И именно здесь, на мой взгляд, – источник изначальной критичности философского знания, ибо этот разговор на языке возможного и должного ("дальнего") позволяет эксплицировать возможные (тоже всегда только возможные) последствия невыполнения, нарушения законов предельно мыслимого, связей должного.
А эти последствия суть последствия для жизни; это – критика философией жизни (культуры, социума, человека). В любом случае, философствование – как предвосхищающее понимание возможного будущего (человека, мира, ситуации, события) – есть критика существующего, ибо жизнь никогда не выполняет в полном объеме условия и требования философского разума (по причине разных размерностей, разных интенсивностей жизни и мысли, разных "режимов" жизненного опыта и опыта философского мышления).
Поскольку же этот разрыв всегда сохранялся, сохраняется и будет сохраняться, критика существующего всегда изначально, de facto, присутствует внутри самой философии.

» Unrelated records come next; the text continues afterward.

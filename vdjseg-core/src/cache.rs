//! Decode cache
//!
//! Memoizes engine decodes keyed by gene name and subsequence content. The same
//! V subsequence shows up for every `k_d` sharing a `k_v` (and likewise for J),
//! so most lookups during a sweep are hits.
//!
//! Each key owns a slot guarded by its own mutex. A miss decodes while holding
//! that slot's lock, so concurrent misses on one key run the engine once and
//! the others wait for the stored result; different keys never contend.

use crate::engine::{DecodeEngine, DecodeRequest};
use crate::error::{SearchError, SearchResult};
use crate::types::{Algorithm, Gene, PathLabel};
use dashmap::DashMap;
use parking_lot::Mutex;
use serde::Serialize;
use std::path::{Path, PathBuf};
use std::sync::atomic::{AtomicU64, Ordering};
use std::sync::Arc;

/// Composite cache key: gene identity plus the exact subsequence content.
#[derive(Debug, Clone, PartialEq, Eq, Hash)]
pub struct DecodeKey {
    pub gene: Arc<str>,
    pub content: Box<[u8]>,
}

impl DecodeKey {
    pub fn new(gene: &Arc<str>, content: &[u8]) -> Self {
        Self {
            gene: Arc::clone(gene),
            content: content.into(),
        }
    }
}

/// A stored decode. Owned by the cache; callers get shared handles.
#[derive(Debug)]
pub struct DecodeResult<T> {
    pub gene: Arc<Gene>,
    pub trellis: T,
    pub path: Vec<PathLabel>,
    pub score: f64,
}

/// Snapshot of cache counters
#[derive(Debug, Clone, Copy, Default, PartialEq, Eq, Serialize)]
pub struct CacheStats {
    /// Distinct keys with a stored result
    pub entries: usize,
    /// Engine invocations
    pub decodes: u64,
    /// Lookups answered from a stored result
    pub hits: u64,
}

type Slot<T> = Arc<Mutex<Option<Arc<DecodeResult<T>>>>>;

/// Memoizing front end for a [`DecodeEngine`]
pub struct DecodeCache<E: DecodeEngine> {
    engine: E,
    model_dir: PathBuf,
    algorithm: Algorithm,
    entries: DashMap<DecodeKey, Slot<E::Trellis>>,
    decodes: AtomicU64,
    hits: AtomicU64,
}

impl<E: DecodeEngine> DecodeCache<E> {
    pub fn new(engine: E, model_dir: impl Into<PathBuf>, algorithm: Algorithm) -> Self {
        Self {
            engine,
            model_dir: model_dir.into(),
            algorithm,
            entries: DashMap::new(),
            decodes: AtomicU64::new(0),
            hits: AtomicU64::new(0),
        }
    }

    pub fn engine(&self) -> &E {
        &self.engine
    }

    pub fn model_dir(&self) -> &Path {
        &self.model_dir
    }

    pub fn algorithm(&self) -> Algorithm {
        self.algorithm
    }

    /// Return the stored decode of `subsequence` against `gene`, running the
    /// engine only if no result is stored yet.
    pub fn get_or_compute(
        &self,
        gene: &Arc<Gene>,
        subsequence: &[u8],
    ) -> SearchResult<Arc<DecodeResult<E::Trellis>>> {
        let key = DecodeKey::new(&gene.name, subsequence);
        let slot = self.slot(key);

        let mut stored = slot.lock();
        if let Some(result) = stored.as_ref() {
            self.hits.fetch_add(1, Ordering::Relaxed);
            return Ok(Arc::clone(result));
        }

        self.decodes.fetch_add(1, Ordering::Relaxed);
        log::debug!(
            "Decoding {} against {} bp subsequence with {}",
            gene.name,
            subsequence.len(),
            self.engine.name()
        );
        let request = DecodeRequest {
            model_dir: &self.model_dir,
            algorithm: self.algorithm,
            gene,
            subsequence,
        };
        let decoded = self
            .engine
            .decode(&request)
            .map_err(|e| SearchError::engine(&gene.name, format!("{:#}", e)))?;

        let result = Arc::new(DecodeResult {
            gene: Arc::clone(gene),
            trellis: decoded.trellis,
            path: decoded.path,
            score: decoded.score,
        });

        // The slot lock is held across the decode, so nobody else can have filled it.
        if stored.replace(Arc::clone(&result)).is_some() {
            return Err(SearchError::cache_race(
                &gene.name,
                "slot filled while its decode was in flight",
            ));
        }

        Ok(result)
    }

    /// Look up a stored decode without computing it.
    pub fn get(&self, gene: &Arc<str>, subsequence: &[u8]) -> Option<Arc<DecodeResult<E::Trellis>>> {
        let key = DecodeKey::new(gene, subsequence);
        let slot = self.entries.get(&key).map(|slot| Arc::clone(slot.value()))?;
        let stored = slot.lock();
        stored.as_ref().map(Arc::clone)
    }

    pub fn len(&self) -> usize {
        self.entries
            .iter()
            .filter(|entry| entry.value().lock().is_some())
            .count()
    }

    pub fn is_empty(&self) -> bool {
        self.len() == 0
    }

    pub fn stats(&self) -> CacheStats {
        CacheStats {
            entries: self.len(),
            decodes: self.decodes.load(Ordering::Relaxed),
            hits: self.hits.load(Ordering::Relaxed),
        }
    }

    fn slot(&self, key: DecodeKey) -> Slot<E::Trellis> {
        if let Some(slot) = self.entries.get(&key) {
            return Arc::clone(slot.value());
        }
        // The shard guard is released before the slot is locked.
        let slot = self.entries.entry(key).or_default();
        Arc::clone(slot.value())
    }
}
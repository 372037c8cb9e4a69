//! Error taxonomy for the boundary search

use crate::types::{CutPointPair, Region};
use thiserror::Error;

/// Errors raised while slicing, decoding, or searching
#[derive(Debug, Error)]
pub enum SearchError {
    #[error("Invalid cut points {cut_points} for query of length {query_len}")]
    InvalidCutPoints {
        cut_points: CutPointPair,
        query_len: usize,
    },

    #[error("No germline genes available for region {region}")]
    EmptyGeneSet { region: Region },

    #[error("Degenerate alignment for {gene}: {message}")]
    DegenerateAlignment { gene: String, message: String },

    #[error("Decode cache invariant violated for {gene}: {message}")]
    CacheRace { gene: String, message: String },

    #[error("Invalid sweep bounds: {message}")]
    InvalidSweep { message: String },

    #[error("Decode engine error for {gene}: {message}")]
    Engine { gene: String, message: String },

    #[error("No valid candidate cut points")]
    NoValidCandidate,

    #[error("Unknown {region} gene: {gene}")]
    UnknownGene { region: Region, gene: String },

    #[error("Configuration error: {message}")]
    Config { message: String },
}

impl SearchError {
    pub fn degenerate<S: Into<String>>(gene: &str, message: S) -> Self {
        Self::DegenerateAlignment {
            gene: gene.to_string(),
            message: message.into(),
        }
    }

    pub fn cache_race<S: Into<String>>(gene: &str, message: S) -> Self {
        Self::CacheRace {
            gene: gene.to_string(),
            message: message.into(),
        }
    }

    pub fn invalid_sweep<S: Into<String>>(message: S) -> Self {
        Self::InvalidSweep {
            message: message.into(),
        }
    }

    pub fn engine<S: Into<String>>(gene: &str, message: S) -> Self {
        Self::Engine {
            gene: gene.to_string(),
            message: message.into(),
        }
    }

    pub fn config<S: Into<String>>(message: S) -> Self {
        Self::Config {
            message: message.into(),
        }
    }

    /// Whether this error only invalidates a single gene or cut-point pair.
    pub fn is_recoverable(&self) -> bool {
        matches!(
            self,
            SearchError::InvalidCutPoints { .. }
                | SearchError::DegenerateAlignment { .. }
                | SearchError::Engine { .. }
        )
    }
}

pub type SearchResult<T> = Result<T, SearchError>;
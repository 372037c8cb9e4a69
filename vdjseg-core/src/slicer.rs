//! Query slicing for a cut-point pair
//!
//! Insertions are modeled together with the germline region they follow, so
//! the three pieces are disjoint and concatenate back to the query:
//! `v = query[..k_v]`, `d = query[k_v..k_d]`, `j = query[k_d..]`.

use crate::error::{SearchError, SearchResult};
use crate::types::{CutPointPair, Region};

/// The three region subsequences for one cut-point pair, borrowed from the query.
#[derive(Debug, Clone, Copy, PartialEq, Eq)]
pub struct RegionSubsequences<'a> {
    /// V germline plus the VD insertion
    pub v: &'a [u8],
    /// D germline plus the DJ insertion
    pub d: &'a [u8],
    pub j: &'a [u8],
}

impl<'a> RegionSubsequences<'a> {
    pub fn get(&self, region: Region) -> &'a [u8] {
        match region {
            Region::V => self.v,
            Region::D => self.d,
            Region::J => self.j,
        }
    }
}

/// Slice `query` at `cut_points`.
///
/// Requires `k_v <= k_d <= query.len()`. Out-of-range pairs are rejected
/// rather than clamped, since a clamped pair would alias another pair's
/// subsequences in the decode cache.
pub fn slice(query: &[u8], cut_points: CutPointPair) -> SearchResult<RegionSubsequences<'_>> {
    let CutPointPair { k_v, k_d } = cut_points;
    if k_v > k_d || k_d > query.len() {
        return Err(SearchError::InvalidCutPoints {
            cut_points,
            query_len: query.len(),
        });
    }

    Ok(RegionSubsequences {
        v: &query[..k_v],
        d: &query[k_v..k_d],
        j: &query[k_d..],
    })
}
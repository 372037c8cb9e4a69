use serde::{Deserialize, Serialize};
use std::fmt;
use std::sync::Arc;

/// Offset into the query sequence.
pub type QueryPos = usize;

/// Germline region of a rearranged sequence.
#[derive(Debug, Clone, Copy, PartialEq, Eq, PartialOrd, Ord, Hash, Serialize, Deserialize)]
#[serde(rename_all = "lowercase")]
pub enum Region {
    V,
    D,
    J,
}

impl Region {
    /// All regions in the order they appear along the query.
    pub const ALL: [Region; 3] = [Region::V, Region::D, Region::J];

    pub fn index(self) -> usize {
        match self {
            Region::V => 0,
            Region::D => 1,
            Region::J => 2,
        }
    }

    pub fn as_str(self) -> &'static str {
        match self {
            Region::V => "v",
            Region::D => "d",
            Region::J => "j",
        }
    }
}

impl fmt::Display for Region {
    fn fmt(&self, f: &mut fmt::Formatter<'_>) -> fmt::Result {
        f.write_str(self.as_str())
    }
}

/// Pair of hypothesised region boundaries (a "k-set").
///
/// `k_v` is where the V region (with its trailing VD insertion) ends and D
/// begins; `k_d` is where D (with its trailing DJ insertion) ends and J
/// begins. Ordering is lexicographic on `(k_v, k_d)`.
#[derive(Debug, Clone, Copy, PartialEq, Eq, PartialOrd, Ord, Hash, Serialize, Deserialize)]
pub struct CutPointPair {
    pub k_v: QueryPos,
    pub k_d: QueryPos,
}

impl CutPointPair {
    pub const fn new(k_v: QueryPos, k_d: QueryPos) -> Self {
        Self { k_v, k_d }
    }
}

impl From<(QueryPos, QueryPos)> for CutPointPair {
    fn from((k_v, k_d): (QueryPos, QueryPos)) -> Self {
        Self::new(k_v, k_d)
    }
}

impl fmt::Display for CutPointPair {
    fn fmt(&self, f: &mut fmt::Formatter<'_>) -> fmt::Result {
        write!(f, "({}, {})", self.k_v, self.k_d)
    }
}

/// A germline gene candidate from the catalog.
#[derive(Debug, Clone, PartialEq, Eq, Serialize, Deserialize)]
pub struct Gene {
    /// Gene name, e.g. `IGHV1-18*01`
    pub name: Arc<str>,
    pub region: Region,
    /// Reference germline sequence
    pub seq: Vec<u8>,
}

impl Gene {
    pub fn new(name: impl Into<Arc<str>>, region: Region, seq: impl Into<Vec<u8>>) -> Self {
        Self {
            name: name.into(),
            region,
            seq: seq.into(),
        }
    }

    pub fn len(&self) -> usize {
        self.seq.len()
    }

    pub fn is_empty(&self) -> bool {
        self.seq.is_empty()
    }
}

/// One label of a decoded best path, aligned to one query position.
#[derive(Debug, Clone, Copy, PartialEq, Eq, Hash, Serialize, Deserialize)]
pub enum PathLabel {
    /// Emitted by the germline reference at this 0-based position
    Germline(usize),
    /// Non-templated insertion
    Insert,
}

impl PathLabel {
    pub fn is_insert(self) -> bool {
        matches!(self, PathLabel::Insert)
    }

    pub fn germline_position(self) -> Option<usize> {
        match self {
            PathLabel::Germline(pos) => Some(pos),
            PathLabel::Insert => None,
        }
    }
}

/// Which decoding algorithm the engine should run.
#[derive(Debug, Clone, Copy, PartialEq, Eq, Hash, Default, Serialize, Deserialize)]
#[serde(rename_all = "lowercase")]
pub enum Algorithm {
    /// Best single path
    #[default]
    Viterbi,
    /// Total probability over all paths (the path is still the engine's best)
    Forward,
}

impl fmt::Display for Algorithm {
    fn fmt(&self, f: &mut fmt::Formatter<'_>) -> fmt::Result {
        match self {
            Algorithm::Viterbi => f.write_str("viterbi"),
            Algorithm::Forward => f.write_str("forward"),
        }
    }
}
//! Germline gene catalog

use crate::types::{Gene, Region};
use std::sync::Arc;

/// Read-only source of germline gene candidates, grouped by region.
pub trait GermlineCatalog: Send + Sync {
    /// All genes for `region`, in catalog order
    fn genes(&self, region: Region) -> &[Arc<Gene>];

    /// The first `n_max_versions` genes for `region` (0 means no limit)
    fn genes_capped(&self, region: Region, n_max_versions: usize) -> &[Arc<Gene>] {
        let genes = self.genes(region);
        if n_max_versions == 0 {
            genes
        } else {
            &genes[..n_max_versions.min(genes.len())]
        }
    }
}

/// Catalog held entirely in memory, built programmatically.
#[derive(Debug, Clone, Default)]
pub struct InMemoryCatalog {
    genes: [Vec<Arc<Gene>>; 3],
}

impl InMemoryCatalog {
    pub fn new() -> Self {
        Self::default()
    }

    pub fn from_genes<I: IntoIterator<Item = Gene>>(genes: I) -> Self {
        let mut catalog = Self::new();
        for gene in genes {
            catalog.add_gene(gene);
        }
        catalog
    }

    /// Add a gene to its region. Returns `false` if a gene with the same name
    /// is already present in that region, in which case the catalog is unchanged.
    pub fn add_gene(&mut self, gene: Gene) -> bool {
        let slot = &mut self.genes[gene.region.index()];
        if slot.iter().any(|g| g.name == gene.name) {
            log::warn!("Ignoring duplicate {} gene {}", gene.region, gene.name);
            return false;
        }
        slot.push(Arc::new(gene));
        true
    }

    pub fn with_gene(mut self, gene: Gene) -> Self {
        self.add_gene(gene);
        self
    }

    pub fn get(&self, region: Region, name: &str) -> Option<&Arc<Gene>> {
        self.genes[region.index()].iter().find(|g| &*g.name == name)
    }

    pub fn len(&self) -> usize {
        self.genes.iter().map(Vec::len).sum()
    }

    pub fn is_empty(&self) -> bool {
        self.len() == 0
    }
}

impl GermlineCatalog for InMemoryCatalog {
    fn genes(&self, region: Region) -> &[Arc<Gene>] {
        &self.genes[region.index()]
    }
}

impl<C: GermlineCatalog + ?Sized> GermlineCatalog for Arc<C> {
    fn genes(&self, region: Region) -> &[Arc<Gene>] {
        (**self).genes(region)
    }
}
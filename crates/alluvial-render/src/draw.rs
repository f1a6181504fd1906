use crate::Result;
use crate::label::place_labels;
use crate::layout::layout_alluvial;
use crate::model::{AlluvialLayout, LayoutPoint};
use crate::options::DrawOptions;
use crate::ribbon::render_ribbon;
use crate::surface::Surface;
use crate::svg::{SvgRenderOptions, SvgSurface};
use alluvial_core::RecordSet;
use alluvial_core::geom::Point;

/// Draws an alluvial diagram of `records` onto `surface` and hands the surface back.
///
/// On error the surface may already hold part of the drawing.
pub fn draw<'s, S: Surface + ?Sized>(
    records: &RecordSet,
    options: &DrawOptions,
    surface: &'s mut S,
) -> Result<&'s mut S> {
    let layout = layout_alluvial(records, options)?;
    render_layout(&layout, options, surface)?;
    Ok(surface)
}

/// Emits a precomputed layout: every flow ribbon in draw order, then labels, then hides axes.
pub fn render_layout<S: Surface + ?Sized>(
    layout: &AlluvialLayout,
    options: &DrawOptions,
    surface: &mut S,
) -> Result<()> {
    let style = options.ribbon_style();
    for flow in &layout.flows {
        let anchors: Vec<Point> = flow.anchors.iter().copied().map(LayoutPoint::to_point).collect();
        render_ribbon(&anchors, flow.height, &flow.color, style, surface)?;
    }

    if options.show_labels {
        for label in place_labels(layout, options.show_counts, options.label_pad) {
            surface.text(&label.to_annotation());
        }
    }

    surface.hide_axes();
    Ok(())
}

/// Draws onto a fresh [`SvgSurface`] and returns the finished document.
pub fn draw_svg(
    records: &RecordSet,
    options: &DrawOptions,
    svg_options: &SvgRenderOptions,
) -> Result<String> {
    let mut surface = SvgSurface::new(svg_options.clone());
    draw(records, options, &mut surface)?;
    Ok(surface.finish())
}
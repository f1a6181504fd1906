#![forbid(unsafe_code)]

//! `alluvial` draws alluvial diagrams: categorical records flowing across ordered columns as
//! stacked, smoothly curved ribbons.
//!
//! # Features
//!
//! - `render`: enable layout, ribbon rendering and SVG output (`alluvial::render`)

pub use alluvial_core::*;

#[cfg(feature = "render")]
pub mod render {
    pub use alluvial_render::model::{AlluvialLayout, BandLayout, FlowLayout, LabelLayout};
    pub use alluvial_render::surface::{Halo, RecordingSurface, Surface, SurfaceOp, TextAnnotation};
    pub use alluvial_render::svg::{SvgRenderOptions, SvgSurface};
    pub use alluvial_render::text::{DeterministicTextMeasurer, TextMeasurer, TextStyle};
    pub use alluvial_render::{
        DrawOptions, RibbonStyle, draw, draw_svg, layout_aggregate, layout_alluvial,
        render_layout, render_ribbon,
    };

    #[derive(Debug, thiserror::Error)]
    pub enum HeadlessError {
        #[error(transparent)]
        Core(#[from] alluvial_core::Error),
        #[error(transparent)]
        Render(#[from] alluvial_render::Error),
    }

    pub type Result<T> = std::result::Result<T, HeadlessError>;

    /// Converts an arbitrary string into a conservative SVG `id` token, so several diagrams can
    /// be inlined into one document.
    ///
    /// Unsupported characters become `-`, and ids not starting with an ASCII letter get an `a-`
    /// prefix.
    pub fn sanitize_svg_id(raw: &str) -> String {
        let raw = raw.trim();
        if raw.is_empty() {
            return "a-untitled".to_string();
        }

        let mut out = String::with_capacity(raw.len() + 2);
        for ch in raw.chars() {
            let ok = ch.is_ascii_alphanumeric() || ch == '-' || ch == '_' || ch == ':' || ch == '.';
            out.push(if ok { ch } else { '-' });
        }

        let starts_ok = out.chars().next().is_some_and(|c| c.is_ascii_alphabetic());
        if !starts_ok {
            out.insert_str(0, "a-");
        }

        while out.contains("--") {
            out = out.replace("--", "-");
        }
        let out = out.trim_matches('-');
        if out.is_empty() || out == "a" {
            return "a-untitled".to_string();
        }
        out.to_string()
    }

    /// One-shot JSON pipeline: records and configuration as JSON text in, SVG out.
    ///
    /// `config_json` is merged over the default options, so it only needs the keys it changes;
    /// an empty string keeps every default. A `diagram_id` in `svg_options` goes through
    /// [`sanitize_svg_id`].
    pub fn render_svg_from_json(
        records_json: &str,
        columns: &[&str],
        config_json: &str,
        svg_options: &SvgRenderOptions,
    ) -> Result<String> {
        let records = alluvial_core::RecordSet::from_json_str(records_json)?;

        let mut config = DrawOptions::new(columns.iter().copied()).to_config();
        if !config_json.trim().is_empty() {
            let overrides = alluvial_core::AlluvialConfig::from_json_str(config_json)?;
            config.deep_merge(overrides.as_value());
        }
        let options = DrawOptions::from_config(columns.iter().copied(), &config)?;

        let mut svg_options = svg_options.clone();
        svg_options.diagram_id = svg_options.diagram_id.as_deref().map(sanitize_svg_id);
        Ok(draw_svg(&records, &options, &svg_options)?)
    }
}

И этой критики больше всего, пожалуй, как раз в самой отвлеченной, абстрактной, "непопулярной" философии.
Словом, наилучшим образом свою "критическую функцию" философия может осуществлять именно тогда, когда она является собственно философией свободным, аутентичным мышлением, работой на собственной территории, по собственным правилам, на основании собственных средств и преследующей собственные цели.
Говоря о том, что стратегия мысли – сохранение смысла жизни, В.В. Бибихин очень точно заметил: "Мысль хранит себя только своей неприспосабливаемостью к жизни. Больше того, только в таком случае она может стать гарантом жизни"246.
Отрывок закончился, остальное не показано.